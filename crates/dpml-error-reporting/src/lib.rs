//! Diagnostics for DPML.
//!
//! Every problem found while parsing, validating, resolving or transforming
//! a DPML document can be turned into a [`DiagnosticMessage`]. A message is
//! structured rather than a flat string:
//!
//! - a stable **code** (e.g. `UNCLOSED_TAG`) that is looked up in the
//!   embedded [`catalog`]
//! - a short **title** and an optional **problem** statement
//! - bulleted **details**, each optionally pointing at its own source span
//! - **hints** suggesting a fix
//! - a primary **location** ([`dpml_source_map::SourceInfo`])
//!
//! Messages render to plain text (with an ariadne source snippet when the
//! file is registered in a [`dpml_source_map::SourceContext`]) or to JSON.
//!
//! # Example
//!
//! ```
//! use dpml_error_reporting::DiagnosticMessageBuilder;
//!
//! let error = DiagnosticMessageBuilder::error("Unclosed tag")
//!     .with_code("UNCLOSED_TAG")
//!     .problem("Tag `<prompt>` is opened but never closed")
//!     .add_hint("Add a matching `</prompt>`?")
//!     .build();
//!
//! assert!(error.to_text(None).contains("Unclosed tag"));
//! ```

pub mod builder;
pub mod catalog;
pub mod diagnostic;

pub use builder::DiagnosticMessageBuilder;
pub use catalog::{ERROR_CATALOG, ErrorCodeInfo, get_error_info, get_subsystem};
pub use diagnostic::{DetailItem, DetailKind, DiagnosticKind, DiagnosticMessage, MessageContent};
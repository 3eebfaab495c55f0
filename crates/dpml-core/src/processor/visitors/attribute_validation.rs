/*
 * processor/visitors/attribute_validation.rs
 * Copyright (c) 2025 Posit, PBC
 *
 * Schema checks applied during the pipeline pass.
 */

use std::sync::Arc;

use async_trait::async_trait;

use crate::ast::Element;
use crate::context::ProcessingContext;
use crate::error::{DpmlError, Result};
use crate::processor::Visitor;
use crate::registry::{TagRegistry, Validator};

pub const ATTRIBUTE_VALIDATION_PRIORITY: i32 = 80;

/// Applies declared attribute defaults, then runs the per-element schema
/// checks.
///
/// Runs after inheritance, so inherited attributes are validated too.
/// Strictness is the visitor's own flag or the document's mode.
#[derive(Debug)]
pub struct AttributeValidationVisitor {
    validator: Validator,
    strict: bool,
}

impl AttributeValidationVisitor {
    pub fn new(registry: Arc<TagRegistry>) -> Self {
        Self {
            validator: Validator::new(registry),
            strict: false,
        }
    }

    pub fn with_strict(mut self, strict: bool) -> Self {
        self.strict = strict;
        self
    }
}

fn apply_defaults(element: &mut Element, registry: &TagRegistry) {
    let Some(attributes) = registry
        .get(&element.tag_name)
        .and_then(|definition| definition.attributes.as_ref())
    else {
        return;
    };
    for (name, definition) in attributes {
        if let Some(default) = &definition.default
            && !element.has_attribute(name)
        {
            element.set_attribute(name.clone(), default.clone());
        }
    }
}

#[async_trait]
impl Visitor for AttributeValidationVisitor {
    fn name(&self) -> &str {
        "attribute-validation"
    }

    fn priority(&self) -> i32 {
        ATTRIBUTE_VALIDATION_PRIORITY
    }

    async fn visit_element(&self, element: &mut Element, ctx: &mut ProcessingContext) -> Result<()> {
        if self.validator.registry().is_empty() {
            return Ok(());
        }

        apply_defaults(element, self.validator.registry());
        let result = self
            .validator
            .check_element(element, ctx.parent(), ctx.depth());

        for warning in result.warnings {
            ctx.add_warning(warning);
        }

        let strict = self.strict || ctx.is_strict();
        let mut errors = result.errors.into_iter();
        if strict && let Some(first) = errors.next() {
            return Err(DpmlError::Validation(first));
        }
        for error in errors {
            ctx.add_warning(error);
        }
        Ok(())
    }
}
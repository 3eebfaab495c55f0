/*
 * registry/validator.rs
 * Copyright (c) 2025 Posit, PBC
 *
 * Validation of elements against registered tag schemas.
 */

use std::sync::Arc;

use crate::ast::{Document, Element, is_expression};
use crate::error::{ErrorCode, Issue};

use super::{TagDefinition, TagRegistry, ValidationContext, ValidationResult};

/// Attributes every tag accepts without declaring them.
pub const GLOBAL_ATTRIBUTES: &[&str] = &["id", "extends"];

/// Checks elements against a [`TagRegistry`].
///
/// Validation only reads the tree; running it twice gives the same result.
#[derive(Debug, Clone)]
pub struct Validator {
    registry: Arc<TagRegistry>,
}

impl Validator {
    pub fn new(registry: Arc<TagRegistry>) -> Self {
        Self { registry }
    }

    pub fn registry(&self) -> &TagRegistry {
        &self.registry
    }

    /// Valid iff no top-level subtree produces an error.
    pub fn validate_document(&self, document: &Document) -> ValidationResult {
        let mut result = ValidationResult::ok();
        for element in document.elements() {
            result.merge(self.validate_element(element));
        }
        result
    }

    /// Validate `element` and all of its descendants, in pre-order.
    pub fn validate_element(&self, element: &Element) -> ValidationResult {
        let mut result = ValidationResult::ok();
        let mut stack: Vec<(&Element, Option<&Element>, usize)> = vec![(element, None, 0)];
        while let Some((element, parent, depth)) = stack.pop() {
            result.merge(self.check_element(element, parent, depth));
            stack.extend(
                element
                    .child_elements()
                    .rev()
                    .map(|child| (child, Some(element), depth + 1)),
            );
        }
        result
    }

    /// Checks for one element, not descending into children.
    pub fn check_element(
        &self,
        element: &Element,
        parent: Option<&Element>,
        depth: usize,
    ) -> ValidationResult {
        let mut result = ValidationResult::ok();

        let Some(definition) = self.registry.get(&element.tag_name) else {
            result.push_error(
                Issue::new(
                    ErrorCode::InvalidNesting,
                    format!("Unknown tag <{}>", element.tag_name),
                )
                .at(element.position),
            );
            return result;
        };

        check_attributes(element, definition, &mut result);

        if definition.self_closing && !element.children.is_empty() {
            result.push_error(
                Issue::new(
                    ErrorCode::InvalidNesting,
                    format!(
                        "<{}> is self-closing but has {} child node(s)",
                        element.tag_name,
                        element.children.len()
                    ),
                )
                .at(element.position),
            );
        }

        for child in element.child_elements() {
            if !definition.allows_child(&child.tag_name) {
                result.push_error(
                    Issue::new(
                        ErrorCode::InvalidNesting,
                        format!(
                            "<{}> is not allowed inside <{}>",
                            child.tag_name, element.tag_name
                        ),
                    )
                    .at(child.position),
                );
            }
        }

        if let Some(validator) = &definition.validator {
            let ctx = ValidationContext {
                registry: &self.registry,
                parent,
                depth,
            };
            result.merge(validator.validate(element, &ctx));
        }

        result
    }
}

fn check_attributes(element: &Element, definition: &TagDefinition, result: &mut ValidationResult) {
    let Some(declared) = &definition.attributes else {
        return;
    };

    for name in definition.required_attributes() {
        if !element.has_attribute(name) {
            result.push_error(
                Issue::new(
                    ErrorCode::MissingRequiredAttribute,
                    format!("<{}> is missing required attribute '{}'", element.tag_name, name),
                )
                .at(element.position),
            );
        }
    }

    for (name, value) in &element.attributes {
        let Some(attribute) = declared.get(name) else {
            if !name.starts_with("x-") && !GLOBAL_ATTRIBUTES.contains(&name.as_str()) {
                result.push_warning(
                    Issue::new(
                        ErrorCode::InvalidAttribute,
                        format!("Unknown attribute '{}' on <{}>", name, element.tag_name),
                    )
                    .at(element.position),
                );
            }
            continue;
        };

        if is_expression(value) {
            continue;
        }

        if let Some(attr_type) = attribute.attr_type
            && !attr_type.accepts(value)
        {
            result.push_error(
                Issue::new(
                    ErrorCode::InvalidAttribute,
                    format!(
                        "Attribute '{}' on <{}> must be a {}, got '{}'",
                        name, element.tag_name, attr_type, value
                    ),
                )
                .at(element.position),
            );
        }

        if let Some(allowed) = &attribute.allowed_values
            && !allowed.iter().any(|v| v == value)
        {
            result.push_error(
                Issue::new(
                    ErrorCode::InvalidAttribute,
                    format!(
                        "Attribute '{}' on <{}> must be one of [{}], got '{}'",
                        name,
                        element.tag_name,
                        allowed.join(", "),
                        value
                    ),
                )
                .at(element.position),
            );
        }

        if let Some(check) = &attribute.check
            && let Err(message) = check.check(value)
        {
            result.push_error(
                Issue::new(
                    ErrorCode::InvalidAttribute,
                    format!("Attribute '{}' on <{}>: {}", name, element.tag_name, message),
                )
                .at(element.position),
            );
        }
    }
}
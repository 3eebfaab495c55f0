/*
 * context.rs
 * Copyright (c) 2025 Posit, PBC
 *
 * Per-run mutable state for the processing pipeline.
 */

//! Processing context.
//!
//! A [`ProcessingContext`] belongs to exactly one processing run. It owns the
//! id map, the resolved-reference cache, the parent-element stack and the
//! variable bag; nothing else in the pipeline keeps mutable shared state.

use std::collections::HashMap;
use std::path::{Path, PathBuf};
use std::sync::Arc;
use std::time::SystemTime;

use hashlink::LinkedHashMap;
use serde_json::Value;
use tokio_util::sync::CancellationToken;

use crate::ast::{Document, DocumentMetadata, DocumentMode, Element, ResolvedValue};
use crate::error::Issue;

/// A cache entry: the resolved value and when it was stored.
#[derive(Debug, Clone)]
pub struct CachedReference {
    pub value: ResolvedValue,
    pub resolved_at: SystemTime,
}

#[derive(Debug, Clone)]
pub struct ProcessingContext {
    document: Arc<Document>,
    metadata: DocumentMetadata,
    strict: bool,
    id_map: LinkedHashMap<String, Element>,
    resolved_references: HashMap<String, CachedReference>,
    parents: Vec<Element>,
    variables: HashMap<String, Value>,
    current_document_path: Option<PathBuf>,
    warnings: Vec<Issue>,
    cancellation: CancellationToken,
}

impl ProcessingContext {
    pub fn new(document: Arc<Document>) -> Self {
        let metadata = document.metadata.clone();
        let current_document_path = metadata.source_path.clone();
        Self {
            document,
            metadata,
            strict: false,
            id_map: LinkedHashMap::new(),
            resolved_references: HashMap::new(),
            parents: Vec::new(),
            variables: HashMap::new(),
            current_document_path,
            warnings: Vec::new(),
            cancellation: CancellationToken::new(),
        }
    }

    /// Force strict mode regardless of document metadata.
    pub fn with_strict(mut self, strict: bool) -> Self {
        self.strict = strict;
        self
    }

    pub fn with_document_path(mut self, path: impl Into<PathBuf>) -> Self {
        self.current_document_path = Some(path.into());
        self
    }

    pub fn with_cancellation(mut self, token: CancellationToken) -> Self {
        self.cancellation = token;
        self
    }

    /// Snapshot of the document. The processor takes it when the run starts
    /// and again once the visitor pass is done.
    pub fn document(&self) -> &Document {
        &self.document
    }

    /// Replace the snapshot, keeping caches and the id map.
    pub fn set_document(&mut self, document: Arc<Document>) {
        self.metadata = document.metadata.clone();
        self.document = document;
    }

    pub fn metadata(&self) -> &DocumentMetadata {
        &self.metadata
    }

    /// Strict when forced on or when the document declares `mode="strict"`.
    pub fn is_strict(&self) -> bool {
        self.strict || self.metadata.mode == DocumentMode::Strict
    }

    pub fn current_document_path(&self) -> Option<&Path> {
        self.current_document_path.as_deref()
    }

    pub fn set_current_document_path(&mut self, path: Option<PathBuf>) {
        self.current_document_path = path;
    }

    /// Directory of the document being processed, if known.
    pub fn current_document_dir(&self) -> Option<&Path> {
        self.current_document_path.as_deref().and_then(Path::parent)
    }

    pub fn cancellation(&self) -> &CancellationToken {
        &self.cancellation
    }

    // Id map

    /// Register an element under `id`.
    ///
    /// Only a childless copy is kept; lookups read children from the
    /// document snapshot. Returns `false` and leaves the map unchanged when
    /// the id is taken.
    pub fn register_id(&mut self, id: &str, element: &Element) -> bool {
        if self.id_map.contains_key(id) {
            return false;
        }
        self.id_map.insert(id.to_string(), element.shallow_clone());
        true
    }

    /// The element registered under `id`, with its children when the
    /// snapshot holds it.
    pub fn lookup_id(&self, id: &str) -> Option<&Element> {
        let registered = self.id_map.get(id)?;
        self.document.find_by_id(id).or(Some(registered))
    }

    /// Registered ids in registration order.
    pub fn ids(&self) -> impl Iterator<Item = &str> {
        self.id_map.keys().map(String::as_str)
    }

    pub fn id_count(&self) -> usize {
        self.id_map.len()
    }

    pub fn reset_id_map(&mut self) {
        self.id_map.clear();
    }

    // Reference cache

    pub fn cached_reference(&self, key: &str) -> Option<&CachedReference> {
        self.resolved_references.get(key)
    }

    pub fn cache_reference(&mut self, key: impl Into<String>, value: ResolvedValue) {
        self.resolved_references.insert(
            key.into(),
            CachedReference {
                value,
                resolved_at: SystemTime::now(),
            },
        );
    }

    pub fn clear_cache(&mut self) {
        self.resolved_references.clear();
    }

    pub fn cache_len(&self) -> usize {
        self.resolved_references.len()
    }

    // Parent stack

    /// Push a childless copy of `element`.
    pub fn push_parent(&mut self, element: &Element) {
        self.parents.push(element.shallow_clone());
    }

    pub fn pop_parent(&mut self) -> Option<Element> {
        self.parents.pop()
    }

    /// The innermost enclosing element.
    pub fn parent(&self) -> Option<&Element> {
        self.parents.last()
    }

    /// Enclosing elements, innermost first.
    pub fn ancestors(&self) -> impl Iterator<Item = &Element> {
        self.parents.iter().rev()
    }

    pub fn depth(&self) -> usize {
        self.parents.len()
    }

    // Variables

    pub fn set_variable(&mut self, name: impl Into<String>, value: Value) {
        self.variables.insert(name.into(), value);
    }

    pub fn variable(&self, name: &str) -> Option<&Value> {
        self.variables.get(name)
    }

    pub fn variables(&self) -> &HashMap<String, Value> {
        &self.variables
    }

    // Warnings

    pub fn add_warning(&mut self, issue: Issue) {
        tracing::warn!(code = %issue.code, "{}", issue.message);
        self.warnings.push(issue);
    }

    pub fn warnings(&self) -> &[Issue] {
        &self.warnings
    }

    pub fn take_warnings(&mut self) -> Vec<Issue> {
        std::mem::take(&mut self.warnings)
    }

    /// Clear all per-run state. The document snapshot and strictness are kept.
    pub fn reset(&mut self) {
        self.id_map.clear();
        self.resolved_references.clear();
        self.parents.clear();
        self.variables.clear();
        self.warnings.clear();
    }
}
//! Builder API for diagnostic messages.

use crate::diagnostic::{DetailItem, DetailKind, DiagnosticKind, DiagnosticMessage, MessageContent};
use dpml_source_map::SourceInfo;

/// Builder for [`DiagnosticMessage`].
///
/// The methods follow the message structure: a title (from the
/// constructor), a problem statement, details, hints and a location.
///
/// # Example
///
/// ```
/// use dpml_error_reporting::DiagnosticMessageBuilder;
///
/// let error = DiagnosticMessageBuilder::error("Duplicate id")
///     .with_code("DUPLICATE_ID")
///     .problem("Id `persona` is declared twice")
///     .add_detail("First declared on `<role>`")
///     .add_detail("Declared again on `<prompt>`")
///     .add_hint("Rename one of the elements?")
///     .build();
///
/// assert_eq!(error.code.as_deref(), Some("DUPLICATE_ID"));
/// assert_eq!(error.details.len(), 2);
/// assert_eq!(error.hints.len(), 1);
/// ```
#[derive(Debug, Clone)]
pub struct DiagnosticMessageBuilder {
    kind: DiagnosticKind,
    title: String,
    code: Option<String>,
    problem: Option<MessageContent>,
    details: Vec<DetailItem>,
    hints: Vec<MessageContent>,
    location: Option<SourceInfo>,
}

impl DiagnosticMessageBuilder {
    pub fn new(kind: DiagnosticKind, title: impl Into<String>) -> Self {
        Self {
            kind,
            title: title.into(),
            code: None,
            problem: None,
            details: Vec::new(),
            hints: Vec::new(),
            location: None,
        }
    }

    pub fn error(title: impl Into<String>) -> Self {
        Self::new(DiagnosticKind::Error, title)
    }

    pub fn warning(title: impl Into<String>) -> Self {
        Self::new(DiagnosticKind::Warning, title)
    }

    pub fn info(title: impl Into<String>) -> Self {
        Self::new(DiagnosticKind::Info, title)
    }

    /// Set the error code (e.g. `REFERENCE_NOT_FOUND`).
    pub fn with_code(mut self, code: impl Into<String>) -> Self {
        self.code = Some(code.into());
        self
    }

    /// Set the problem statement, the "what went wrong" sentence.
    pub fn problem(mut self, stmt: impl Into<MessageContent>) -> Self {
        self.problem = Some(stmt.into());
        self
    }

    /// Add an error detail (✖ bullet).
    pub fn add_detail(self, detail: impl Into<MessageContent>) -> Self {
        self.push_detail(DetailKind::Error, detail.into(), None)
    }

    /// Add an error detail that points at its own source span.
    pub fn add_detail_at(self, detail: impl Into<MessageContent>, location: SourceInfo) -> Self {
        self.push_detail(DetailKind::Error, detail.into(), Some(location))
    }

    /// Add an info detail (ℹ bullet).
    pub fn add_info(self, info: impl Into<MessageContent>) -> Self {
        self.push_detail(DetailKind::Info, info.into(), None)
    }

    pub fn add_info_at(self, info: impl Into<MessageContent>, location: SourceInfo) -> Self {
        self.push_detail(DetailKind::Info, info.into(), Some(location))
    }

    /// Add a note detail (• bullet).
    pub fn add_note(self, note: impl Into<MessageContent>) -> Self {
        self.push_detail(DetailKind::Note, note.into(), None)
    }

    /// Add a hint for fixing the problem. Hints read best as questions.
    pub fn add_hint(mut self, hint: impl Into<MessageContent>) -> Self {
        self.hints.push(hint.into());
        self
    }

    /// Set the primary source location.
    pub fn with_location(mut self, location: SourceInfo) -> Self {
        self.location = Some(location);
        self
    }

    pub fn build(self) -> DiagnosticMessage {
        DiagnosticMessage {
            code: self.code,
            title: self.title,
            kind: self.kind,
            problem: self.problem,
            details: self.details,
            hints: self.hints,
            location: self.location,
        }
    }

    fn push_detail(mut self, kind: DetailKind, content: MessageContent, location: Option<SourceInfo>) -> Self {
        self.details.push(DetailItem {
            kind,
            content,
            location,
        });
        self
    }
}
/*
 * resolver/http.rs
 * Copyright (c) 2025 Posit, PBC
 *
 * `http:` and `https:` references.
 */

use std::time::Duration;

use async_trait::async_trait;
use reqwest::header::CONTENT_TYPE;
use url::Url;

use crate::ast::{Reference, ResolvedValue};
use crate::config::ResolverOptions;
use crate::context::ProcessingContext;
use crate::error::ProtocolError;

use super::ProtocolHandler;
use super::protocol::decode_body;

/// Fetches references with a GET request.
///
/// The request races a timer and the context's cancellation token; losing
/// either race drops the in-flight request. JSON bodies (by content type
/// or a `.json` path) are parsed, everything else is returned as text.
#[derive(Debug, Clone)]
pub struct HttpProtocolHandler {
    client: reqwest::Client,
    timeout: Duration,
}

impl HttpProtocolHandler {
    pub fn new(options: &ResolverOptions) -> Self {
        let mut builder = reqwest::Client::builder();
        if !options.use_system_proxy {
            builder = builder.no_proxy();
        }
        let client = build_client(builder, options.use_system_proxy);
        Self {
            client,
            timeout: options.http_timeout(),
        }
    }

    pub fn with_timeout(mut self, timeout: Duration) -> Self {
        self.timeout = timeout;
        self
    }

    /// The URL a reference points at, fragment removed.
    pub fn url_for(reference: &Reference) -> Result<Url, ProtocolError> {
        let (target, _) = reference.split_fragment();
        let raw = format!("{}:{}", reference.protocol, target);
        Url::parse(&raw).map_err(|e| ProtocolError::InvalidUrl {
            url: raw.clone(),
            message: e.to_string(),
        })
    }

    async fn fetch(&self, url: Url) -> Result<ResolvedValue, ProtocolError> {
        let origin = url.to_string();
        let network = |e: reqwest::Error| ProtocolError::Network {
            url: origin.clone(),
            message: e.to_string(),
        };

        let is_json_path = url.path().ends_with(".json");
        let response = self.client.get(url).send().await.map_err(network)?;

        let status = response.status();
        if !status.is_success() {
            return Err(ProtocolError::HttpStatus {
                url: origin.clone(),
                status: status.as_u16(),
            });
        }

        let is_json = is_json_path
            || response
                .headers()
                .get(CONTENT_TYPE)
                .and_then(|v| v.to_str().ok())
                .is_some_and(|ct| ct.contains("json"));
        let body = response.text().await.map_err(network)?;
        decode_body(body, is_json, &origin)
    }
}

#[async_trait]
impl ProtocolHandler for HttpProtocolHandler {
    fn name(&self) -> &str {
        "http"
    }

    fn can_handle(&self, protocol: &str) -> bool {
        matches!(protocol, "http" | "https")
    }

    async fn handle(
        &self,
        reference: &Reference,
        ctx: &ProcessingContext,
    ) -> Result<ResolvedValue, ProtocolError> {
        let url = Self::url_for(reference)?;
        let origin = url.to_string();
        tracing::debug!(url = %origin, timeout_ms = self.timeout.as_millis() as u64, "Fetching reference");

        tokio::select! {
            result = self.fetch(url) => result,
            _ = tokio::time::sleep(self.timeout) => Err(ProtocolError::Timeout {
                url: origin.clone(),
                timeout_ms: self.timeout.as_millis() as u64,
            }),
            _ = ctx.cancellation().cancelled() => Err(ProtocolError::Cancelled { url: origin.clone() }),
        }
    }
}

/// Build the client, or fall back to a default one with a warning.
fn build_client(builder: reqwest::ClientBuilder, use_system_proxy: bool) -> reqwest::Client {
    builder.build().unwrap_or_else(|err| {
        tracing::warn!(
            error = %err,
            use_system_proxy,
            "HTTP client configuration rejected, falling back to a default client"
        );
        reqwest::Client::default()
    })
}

◇ ◇ ◇

## EXERCISE INSTRUCTIONS
Return the span of lines in the data above that opens at the line with "are validated too." and closes at the line with "impl Visitor for", exactly, ends included, nothing else.

## REPLY
/// Runs after inheritance, so inherited attributes are validated too.
/// Strictness is the visitor's own flag or the document's mode.
#[derive(Debug)]
pub struct AttributeValidationVisitor {
    validator: Validator,
    strict: bool,
}

impl AttributeValidationVisitor {
    pub fn new(registry: Arc<TagRegistry>) -> Self {
        Self {
            validator: Validator::new(registry),
            strict: false,
        }
    }

    pub fn with_strict(mut self, strict: bool) -> Self {
        self.strict = strict;
        self
    }
}

fn apply_defaults(element: &mut Element, registry: &TagRegistry) {
    let Some(attributes) = registry
        .get(&element.tag_name)
        .and_then(|definition| definition.attributes.as_ref())
    else {
        return;
    };
    for (name, definition) in attributes {
        if let Some(default) = &definition.default
            && !element.has_attribute(name)
        {
            element.set_attribute(name.clone(), default.clone());
        }
    }
}

#[async_trait]
impl Visitor for AttributeValidationVisitor {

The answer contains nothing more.